If you live in a university town, you see them everywhere: ads soliciting your participation in clinical trials for new medications. You might assume that they're targeted at students. In The Professional Guinea Pig: Big Pharma and the Risky World of Human Subjects, Roberto Abadie, an anthropologist at the City University of New York, shows that that assumption would be wrong. In fact, many test subjects are "full-time volunteers [who] might enroll in five to eight trials a year, deriving a total estimate income of $15,000 to $20,000 in exceptionally good years." They are test subjects for a living.
Abadie spent eighteen months living in hostels and group homes in Philadelphia, getting to know the men and women who work as professional participants in Phase 1 clinical trials. (Phase 1 trials mark the first time that a new medication is used in human beings; Phase 2 and 3 trials are much larger, and take several more years to complete.) They're not an easy population to characterize. Many participants work low-paying jobs and join trials to supplement their income. Others participate full-time, and say they're "addicted" to the easy money. Some participants are chronically ill (with HIV, for example), and think of themselves as joining in the fight against their disease. In Philadelphia, almost all of the participants are African-American or Latino -- but there are also a few "white anarchists" in the mix.
What's it like to be a professional guinea pig? You might travel from one city to another to participate, getting paid anywhere from $1,200 for three or four days' work to $5,000 for a month-long trial. The more painful or invasive the trial, the higher the pay. (Trials of psychiatric drugs pay especially well.) Abadie says that participants worry about risks, but not too much -- they're used to them. Pharmaceutical firms find it easier to work with experienced participants, and participants might know one another from previous trials. One former full-time guinea pig, a man in his early thirties, describes the experience this way:
Manufacturing has been taken off, outside the country, so you are not allowed to do things anymore. They call it the new economy, the informational economy. And the other side of this informational economy is the mild torture economy, you are not asked to produce or to do something anymore, you are being asked to endure something. So, if you are a guinea pig, you are enduring something, people are doing things to you and you are just enduring it, you are not actually producing something.

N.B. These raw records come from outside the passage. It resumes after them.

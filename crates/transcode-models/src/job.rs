//! Job document tracked by the store.

use chrono::{DateTime, Utc};
use serde::{Deserialize, Serialize};
use std::collections::BTreeMap;
use std::fmt;
use thiserror::Error;

use crate::conversion::{ConversionTask, ConversionUpdate};
use crate::status::{ConversionStatus, JobStatus};

/// Caller-supplied unique identifier for a job.
#[derive(Debug, Clone, PartialEq, Eq, Hash, PartialOrd, Ord, Serialize, Deserialize)]
#[serde(transparent)]
pub struct JobId(pub String);

impl JobId {
    /// Get the inner string.
    pub fn as_str(&self) -> &str {
        &self.0
    }
}

impl fmt::Display for JobId {
    fn fmt(&self, f: &mut fmt::Formatter<'_>) -> fmt::Result {
        write!(f, "{}", self.0)
    }
}

impl From<&str> for JobId {
    fn from(s: &str) -> Self {
        Self(s.to_string())
    }
}

impl From<String> for JobId {
    fn from(s: String) -> Self {
        Self(s)
    }
}

/// Errors raised when a mutation would break a job invariant.
#[derive(Debug, Error, PartialEq)]
pub enum JobError {
    #[error("Job {job_id} has no conversion for resolution {resolution}")]
    UnknownResolution { job_id: JobId, resolution: String },

    #[error("Cannot finalize job with non-terminal status {0}")]
    NotTerminal(JobStatus),
}

/// What the caller asked for.
#[derive(Debug, Clone, PartialEq, Serialize, Deserialize)]
pub struct JobRequest {
    /// Opaque source locator (a local path for the FFmpeg transcoder)
    pub input_url: String,
    /// Requested target labels, in request order, without duplicates
    pub resolutions: Vec<String>,
}

/// A transcoding job: one source, several target resolutions.
#[derive(Debug, Clone, PartialEq, Serialize, Deserialize)]
pub struct Job {
    pub job_id: JobId,

    #[serde(default)]
    pub status: JobStatus,

    pub started_at: DateTime<Utc>,

    #[serde(default, skip_serializing_if = "Option::is_none")]
    pub completed_at: Option<DateTime<Utc>>,

    /// Mean progress over all conversions
    #[serde(default)]
    pub progress: f64,

    /// Job-level fault, separate from per-resolution diagnostics
    #[serde(default, skip_serializing_if = "Option::is_none")]
    pub error: Option<String>,

    /// Keys are fixed at creation and equal `job_data.resolutions`
    pub conversions: BTreeMap<String, ConversionTask>,

    pub job_data: JobRequest,
}

impl Job {
    /// Create a waiting job. Repeated labels collapse to their first occurrence.
    pub fn new(
        job_id: impl Into<JobId>,
        input_url: impl Into<String>,
        resolutions: impl IntoIterator<Item = impl Into<String>>,
    ) -> Self {
        let mut ordered: Vec<String> = Vec::new();
        for label in resolutions.into_iter().map(Into::into) {
            if !ordered.contains(&label) {
                ordered.push(label);
            }
        }

        let conversions = ordered
            .iter()
            .map(|label| (label.clone(), ConversionTask::new(label.clone())))
            .collect();

        Self {
            job_id: job_id.into(),
            status: JobStatus::Waiting,
            started_at: Utc::now(),
            completed_at: None,
            progress: 0.0,
            error: None,
            conversions,
            job_data: JobRequest {
                input_url: input_url.into(),
                resolutions: ordered,
            },
        }
    }

    /// Requested target labels in request order.
    pub fn target_resolutions(&self) -> &[String] {
        &self.job_data.resolutions
    }

    /// Source locator.
    pub fn input_url(&self) -> &str {
        &self.job_data.input_url
    }

    pub fn conversion(&self, resolution: &str) -> Option<&ConversionTask> {
        self.conversions.get(resolution)
    }

    /// Splice an update into one conversion and refresh the overall progress.
    pub fn apply_update(
        &mut self,
        resolution: &str,
        update: &ConversionUpdate,
    ) -> Result<(), JobError> {
        let task = self
            .conversions
            .get_mut(resolution)
            .ok_or_else(|| JobError::UnknownResolution {
                job_id: self.job_id.clone(),
                resolution: resolution.to_string(),
            })?;
        task.apply(update);
        self.recompute_progress();
        Ok(())
    }

    /// Arithmetic mean of all conversions' progress.
    pub fn recompute_progress(&mut self) {
        if self.conversions.is_empty() {
            self.progress = 0.0;
            return;
        }
        let total: f64 = self.conversions.values().map(|c| c.progress).sum();
        self.progress = total / self.conversions.len() as f64;
    }

    /// Terminal status implied by the conversions, once none is still running.
    pub fn outcome(&self) -> Option<JobStatus> {
        if self
            .conversions
            .values()
            .any(|c| !c.status.is_terminal())
        {
            return None;
        }
        let all_completed = self
            .conversions
            .values()
            .all(|c| c.status == ConversionStatus::Completed);
        Some(if all_completed {
            JobStatus::Completed
        } else {
            JobStatus::Failed
        })
    }

    /// Admission by the gate.
    pub fn mark_pending(&mut self) {
        self.status = JobStatus::Pending;
    }

    /// Picked up by the executor.
    pub fn mark_processing(&mut self) {
        self.status = JobStatus::Processing;
    }

    /// Set the terminal status and completion time.
    pub fn finalize(
        &mut self,
        status: JobStatus,
        completed_at: DateTime<Utc>,
        error: Option<String>,
    ) -> Result<(), JobError> {
        if !status.is_terminal() {
            return Err(JobError::NotTerminal(status));
        }
        self.status = status;
        self.completed_at = Some(completed_at);
        if error.is_some() {
            self.error = error;
        }
        Ok(())
    }

    pub fn is_terminal(&self) -> bool {
        self.status.is_terminal()
    }
}
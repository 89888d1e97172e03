//! Redis store integration tests.
//!
//! Each test works under its own key namespace so runs can share one Redis.

use std::sync::Arc;

use transcode_models::{ConversionUpdate, Job, JobId, JobStatus};
use transcode_queue::{JobQueue, JobStore, QueueConfig, QueueError, RedisStore, StoreBackend};

fn isolated_config(max_concurrent_jobs: usize) -> QueueConfig {
    dotenvy::dotenv().ok();

    let ns = uuid::Uuid::new_v4();
    QueueConfig {
        queue_key: format!("test:{ns}:job_queue"),
        active_set_key: format!("test:{ns}:active_jobs"),
        job_key_prefix: format!("test:{ns}:job:"),
        max_concurrent_jobs,
        backend: StoreBackend::Redis,
        ..QueueConfig::from_env()
    }
}

/// Test Redis connection.
#[tokio::test]
#[ignore = "requires Redis"]
async fn test_redis_connection() {
    let queue = JobQueue::new(isolated_config(2)).expect("Failed to create queue");
    queue.ping().await.expect("Failed to ping Redis");
}

/// Test enqueue, duplicate rejection and FIFO admission.
#[tokio::test]
#[ignore = "requires Redis"]
async fn test_enqueue_and_admit() {
    let queue = JobQueue::new(isolated_config(2)).expect("Failed to create queue");

    queue.enqueue("j1", ["720p", "480p"], "/videos/a.mp4").await.unwrap();
    queue.enqueue("j2", ["720p"], "/videos/b.mp4").await.unwrap();
    queue.enqueue("j3", ["480p"], "/videos/c.mp4").await.unwrap();

    let err = queue.enqueue("j1", ["1080p"], "/videos/d.mp4").await.unwrap_err();
    assert!(matches!(err, QueueError::DuplicateJob(_)));

    let status = queue.status().await.unwrap();
    assert_eq!(status.queued_jobs, 3);
    assert_eq!(
        status.queue_position,
        vec![JobId::from("j1"), JobId::from("j2"), JobId::from("j3")]
    );

    let first = queue.try_admit().await.unwrap().unwrap();
    let second = queue.try_admit().await.unwrap().unwrap();
    assert_eq!(first.job_id.as_str(), "j1");
    assert_eq!(first.status, JobStatus::Pending);
    assert_eq!(second.job_id.as_str(), "j2");
    assert!(queue.try_admit().await.unwrap().is_none());

    queue.release(&first.job_id).await.unwrap();
    let third = queue.try_admit().await.unwrap().unwrap();
    assert_eq!(third.job_id.as_str(), "j3");

    assert_eq!(queue.reset().await.unwrap(), 3);
}

/// Test that sibling updates through the compare-and-set script are not lost.
#[tokio::test]
#[ignore = "requires Redis"]
async fn test_concurrent_updates_are_serialized() {
    let config = isolated_config(2);
    let store = Arc::new(RedisStore::new(&config).expect("Failed to create store"));

    let job = Job::new("cas", "/videos/a.mp4", ["720p", "480p", "360p"]);
    store.create_and_enqueue(&job).await.unwrap();

    let tasks = ["720p", "480p", "360p"].map(|label| {
        let store = Arc::clone(&store);
        tokio::spawn(async move {
            for p in 1..=20 {
                store
                    .update_job(&JobId::from("cas"), &move |job: &mut Job| {
                        job.apply_update(label, &ConversionUpdate::processing(p as f64))
                    })
                    .await
                    .unwrap();
            }
        })
    });
    for task in tasks {
        task.await.unwrap();
    }

    let job = store.get_job(&JobId::from("cas")).await.unwrap().unwrap();
    for label in ["720p", "480p", "360p"] {
        assert_eq!(job.conversion(label).unwrap().progress, 20.0);
    }
    assert_eq!(job.progress, 20.0);

    store.reset().await.unwrap();
}
//! One (job, resolution) transcode, start to terminal status.

use std::path::{Path, PathBuf};
use std::sync::Arc;
use std::time::{Duration, Instant};

use tokio::sync::mpsc;
use transcode_media::{
    FfmpegProgress, MediaError, MediaResult, ProgressCallback, TranscodeRequest, Transcoder,
};
use transcode_models::{ConversionUpdate, JobId, Resolution};

use crate::aggregator::StatusAggregator;
use crate::logging::JobLogger;
use crate::metrics;

/// Download reference stored on a completed conversion.
pub fn output_url(job_id: &JobId, resolution: &str) -> String {
    format!("/download/{}/{}", job_id, resolution)
}

/// Artifact location for one resolution of a job.
pub fn output_path(output_dir: &Path, job_id: &JobId, resolution: &str) -> PathBuf {
    output_dir.join(format!("{}_{}.mp4", job_id, resolution))
}

/// Drives the transcoder for a single resolution and reports to the aggregator.
pub struct SubtaskRunner {
    transcoder: Arc<dyn Transcoder>,
    aggregator: StatusAggregator,
    output_dir: PathBuf,
    timeout: Option<Duration>,
}

impl SubtaskRunner {
    pub fn new(
        transcoder: Arc<dyn Transcoder>,
        aggregator: StatusAggregator,
        output_dir: impl Into<PathBuf>,
    ) -> Self {
        Self {
            transcoder,
            aggregator,
            output_dir: output_dir.into(),
            timeout: None,
        }
    }

    /// Kill the external tool once it runs longer than `timeout`.
    pub fn with_timeout(mut self, timeout: Duration) -> Self {
        self.timeout = Some(timeout);
        self
    }

    pub fn output_dir(&self) -> &Path {
        &self.output_dir
    }

    /// Run the transcode and return its terminal update.
    ///
    /// Never fails: every fault becomes a Failed update carrying the
    /// diagnostic, which is also handed to the aggregator.
    pub async fn run(&self, job_id: &JobId, input_url: &str, resolution: &str) -> ConversionUpdate {
        let logger = JobLogger::for_resolution(job_id, resolution);
        let started = Instant::now();
        logger.log_start(input_url);

        let update = match self.execute(job_id, input_url, resolution, &logger).await {
            Ok(url) => {
                logger.log_completion(&format!("{:.1}s", started.elapsed().as_secs_f64()));
                ConversionUpdate::completed(url)
            }
            Err(e) => {
                let diagnostic = e.diagnostic();
                logger.log_error(&diagnostic);
                ConversionUpdate::failed(diagnostic)
            }
        };

        self.aggregator
            .update_conversion(job_id, resolution, &update)
            .await;
        metrics::record_conversion(
            resolution,
            update.status.as_str(),
            started.elapsed().as_secs_f64(),
        );
        update
    }

    async fn execute(
        &self,
        job_id: &JobId,
        input_url: &str,
        resolution: &str,
        logger: &JobLogger,
    ) -> MediaResult<String> {
        let source = self.transcoder.resolve_source(input_url).await?;

        let target = Resolution::from_label(resolution);
        if Resolution::lookup(resolution).is_none() {
            logger.log_warning(&format!("Unknown resolution label, using {}", target));
        }

        let duration = self.transcoder.probe_duration(&source).await?;
        let native = self.transcoder.probe_dimensions(&source).await?;
        logger.log_progress(&format!(
            "Input resolution {}x{}, target {}",
            native.width, native.height, target
        ));

        tokio::fs::create_dir_all(&self.output_dir).await?;
        let output = output_path(&self.output_dir, job_id, resolution);

        self.aggregator
            .update_conversion(job_id, resolution, &ConversionUpdate::processing(0.0))
            .await;

        // Progress arrives on the tool's reader; the store writes happen here
        let (tx, mut rx) = mpsc::unbounded_channel::<f64>();
        let on_progress: ProgressCallback = Box::new(move |progress: FfmpegProgress| {
            let _ = tx.send(progress.percentage(duration));
        });

        let request = TranscodeRequest {
            input: source,
            output: output.clone(),
            target,
            timeout: self.timeout,
        };

        let forward = async {
            let mut reported = 0.0_f64;
            while let Some(mut percent) = rx.recv().await {
                // Backlogged ticks collapse into the latest high-water mark
                while let Ok(next) = rx.try_recv() {
                    percent = percent.max(next);
                }
                if percent > reported {
                    reported = percent;
                    self.aggregator
                        .update_conversion(job_id, resolution, &ConversionUpdate::processing(percent))
                        .await;
                }
            }
        };

        let (result, ()) = tokio::join!(self.transcoder.transcode(&request, on_progress), forward);
        result?;

        let created = tokio::fs::metadata(&output)
            .await
            .map(|meta| meta.is_file())
            .unwrap_or(false);
        if !created {
            return Err(MediaError::transcode_failed("Output file not created", None, None));
        }

        Ok(output_url(job_id, resolution))
    }
}
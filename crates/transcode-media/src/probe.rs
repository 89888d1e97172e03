//! FFprobe source information.

use serde::{Deserialize, Serialize};
use std::path::Path;
use std::process::Stdio;
use tokio::process::Command;

use crate::error::{MediaError, MediaResult};

/// Native frame size of a source.
#[derive(Debug, Clone, Copy, PartialEq, Eq, Serialize, Deserialize)]
pub struct VideoDimensions {
    pub width: u32,
    pub height: u32,
}

async fn run_ffprobe(path: &Path, args: &[&str]) -> MediaResult<String> {
    if !path.exists() {
        return Err(MediaError::SourceNotFound(path.to_path_buf()));
    }

    which::which("ffprobe").map_err(|_| MediaError::FfprobeNotFound)?;

    let output = Command::new("ffprobe")
        .args(args)
        .arg(path)
        .stdin(Stdio::null())
        .stdout(Stdio::piped())
        .stderr(Stdio::piped())
        .kill_on_drop(true)
        .output()
        .await?;

    if !output.status.success() {
        return Err(MediaError::probe_failed(
            format!("FFprobe exited with {}", output.status),
            Some(String::from_utf8_lossy(&output.stderr).to_string()),
        ));
    }

    Ok(String::from_utf8_lossy(&output.stdout).to_string())
}

/// Get source duration in seconds.
pub async fn probe_duration(path: impl AsRef<Path>) -> MediaResult<f64> {
    let stdout = run_ffprobe(
        path.as_ref(),
        &[
            "-v",
            "error",
            "-show_entries",
            "format=duration",
            "-of",
            "default=noprint_wrappers=1:nokey=1",
        ],
    )
    .await?;
    parse_duration(&stdout)
}

/// Get width and height of the first video stream.
pub async fn probe_dimensions(path: impl AsRef<Path>) -> MediaResult<VideoDimensions> {
    let stdout = run_ffprobe(
        path.as_ref(),
        &[
            "-v",
            "error",
            "-select_streams",
            "v:0",
            "-show_entries",
            "stream=width,height",
            "-of",
            "csv=p=0",
        ],
    )
    .await?;
    parse_dimensions(&stdout)
}

/// Parse ffprobe's bare duration output (e.g. `12.345000`).
pub fn parse_duration(output: &str) -> MediaResult<f64> {
    let value = output.trim();
    let duration: f64 = value
        .parse()
        .map_err(|_| MediaError::probe_failed(format!("Invalid duration '{}'", value), None))?;
    if !duration.is_finite() || duration <= 0.0 {
        return Err(MediaError::probe_failed(
            format!("Unusable duration {}", duration),
            None,
        ));
    }
    Ok(duration)
}

/// Parse ffprobe's `width,height` CSV output.
pub fn parse_dimensions(output: &str) -> MediaResult<VideoDimensions> {
    let line = output.lines().map(str::trim).find(|l| !l.is_empty()).unwrap_or("");
    let invalid = || MediaError::probe_failed(format!("Invalid dimensions '{}'", line), None);

    let (width, height) = line.split_once(',').ok_or_else(invalid)?;
    let width: u32 = width.trim().parse().map_err(|_| invalid())?;
    // Some containers append a trailing separator
    let height: u32 = height
        .trim()
        .trim_end_matches(',')
        .parse()
        .map_err(|_| invalid())?;

    Ok(VideoDimensions { width, height })
}

#[cfg(test)]
mod tests {
    use super::*;

    #[test]
    fn test_parse_duration() {
        assert!((parse_duration("12.345000\n").unwrap() - 12.345).abs() < 1e-9);
        assert!(parse_duration("N/A").is_err());
        assert!(parse_duration("0.000000").is_err());
        assert!(parse_duration("").is_err());
    }

    #[test]
    fn test_parse_dimensions() {
        assert_eq!(
            parse_dimensions("1920,1080\n").unwrap(),
            VideoDimensions {
                width: 1920,
                height: 1080
            }
        );
        assert_eq!(
            parse_dimensions("\n640,360,\n").unwrap(),
            VideoDimensions {
                width: 640,
                height: 360
            }
        );
        assert!(parse_dimensions("").is_err());
        assert!(parse_dimensions("1920x1080").is_err());
    }

    #[tokio::test]
    async fn test_missing_source_is_not_probed() {
        let err = probe_duration("/definitely/not/here.mp4").await.unwrap_err();
        assert!(matches!(err, MediaError::SourceNotFound(_)));
    }
}
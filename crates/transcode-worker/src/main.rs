//! Transcoding worker binary.

use std::net::SocketAddr;
use std::sync::Arc;

use anyhow::Context;
use tracing::{error, info};
use tracing_subscriber::{fmt, prelude::*, EnvFilter};

use transcode_media::{check_ffmpeg, check_ffprobe, FfmpegTranscoder};
use transcode_queue::JobQueue;
use transcode_worker::{metrics, retry_async, JobExecutor, RetryConfig, WorkerConfig};

#[tokio::main]
async fn main() {
    // Load environment variables
    dotenvy::dotenv().ok();

    init_tracing();

    info!("Starting transcode-worker");

    if let Err(e) = run().await {
        error!("Worker failed: {:#}", e);
        std::process::exit(1);
    }

    info!("Worker shutdown complete");
}

/// Colored output for dev, JSON for production.
fn init_tracing() {
    let use_json = std::env::var("LOG_FORMAT")
        .map(|v| v.to_lowercase() == "json")
        .unwrap_or(false);

    let env_filter =
        EnvFilter::try_from_default_env().unwrap_or_else(|_| EnvFilter::new("info"));

    if use_json {
        tracing_subscriber::registry()
            .with(fmt::layer().json())
            .with(env_filter)
            .init();
    } else {
        tracing_subscriber::registry()
            .with(
                fmt::layer()
                    .with_ansi(true)
                    .with_target(true)
                    .with_thread_ids(false)
                    .with_file(false)
                    .with_line_number(false),
            )
            .with(env_filter)
            .init();
    }
}

async fn run() -> anyhow::Result<()> {
    let config = WorkerConfig::from_env();
    info!("Worker config: {:?}", config);

    if let Some(addr) = &config.metrics_addr {
        let addr: SocketAddr = addr
            .parse()
            .with_context(|| format!("invalid METRICS_ADDR {addr}"))?;
        metrics::install_exporter(addr).context("failed to install Prometheus exporter")?;
        info!("Prometheus metrics listening on {}", addr);
    }

    check_ffmpeg().context("ffmpeg is required")?;
    check_ffprobe().context("ffprobe is required")?;

    let queue = JobQueue::from_env().context("failed to create job queue")?;

    let retry = RetryConfig::new("store connect")
        .with_max_attempts(config.startup_retries)
        .with_delay(config.startup_retry_delay);
    retry_async(&retry, || queue.ping())
        .await
        .into_result()
        .with_context(|| {
            format!(
                "could not reach the job store after {} attempts",
                retry.max_attempts
            )
        })?;
    info!("Connected to job store");

    let executor = Arc::new(JobExecutor::new(
        config,
        queue,
        Arc::new(FfmpegTranscoder::new()),
    ));

    let signal_executor = Arc::clone(&executor);
    tokio::spawn(async move {
        tokio::signal::ctrl_c().await.ok();
        info!("Received shutdown signal");
        signal_executor.shutdown();
    });

    executor.run().await?;
    Ok(())
}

I feel that I am a worker, but it is not work ... it's about how much you can deal with being bored, that's the real hard part of it, the time and discomfort of being there.... I am letting people pay me in exchange for the control they have over me.
Maybe David Foster Wallace should have set The Pale King in the world of professional trial participants. (He set it among I.R.S. auditors who work in an office in Peoria, IL.)
The existence of professional guinea pigs, Abadie argues, is something new: until the mid-1970s, the vast majority of new drugs were tested on prisoners. "The fluidity and instability of the guinea pig workplace," he writes, "brings to mind the world of migrant agricultural workers." Perhaps, Abadie suggests, there ought to be a central registry for trial volunteers, or a union. But many of the participants he talks to aren't interested in organizing. "They point out that both the pharmaceutical industry and they themseles intend to make money performing clinical trials research," he writes. As far as they're concerned, being exploited is just what work is. "Working for the pharmaceutical industry may be exploitative," they tell him -- "but the same was true of their jobs driving trucks, making fast food, or sorting packages on a conveyor belt."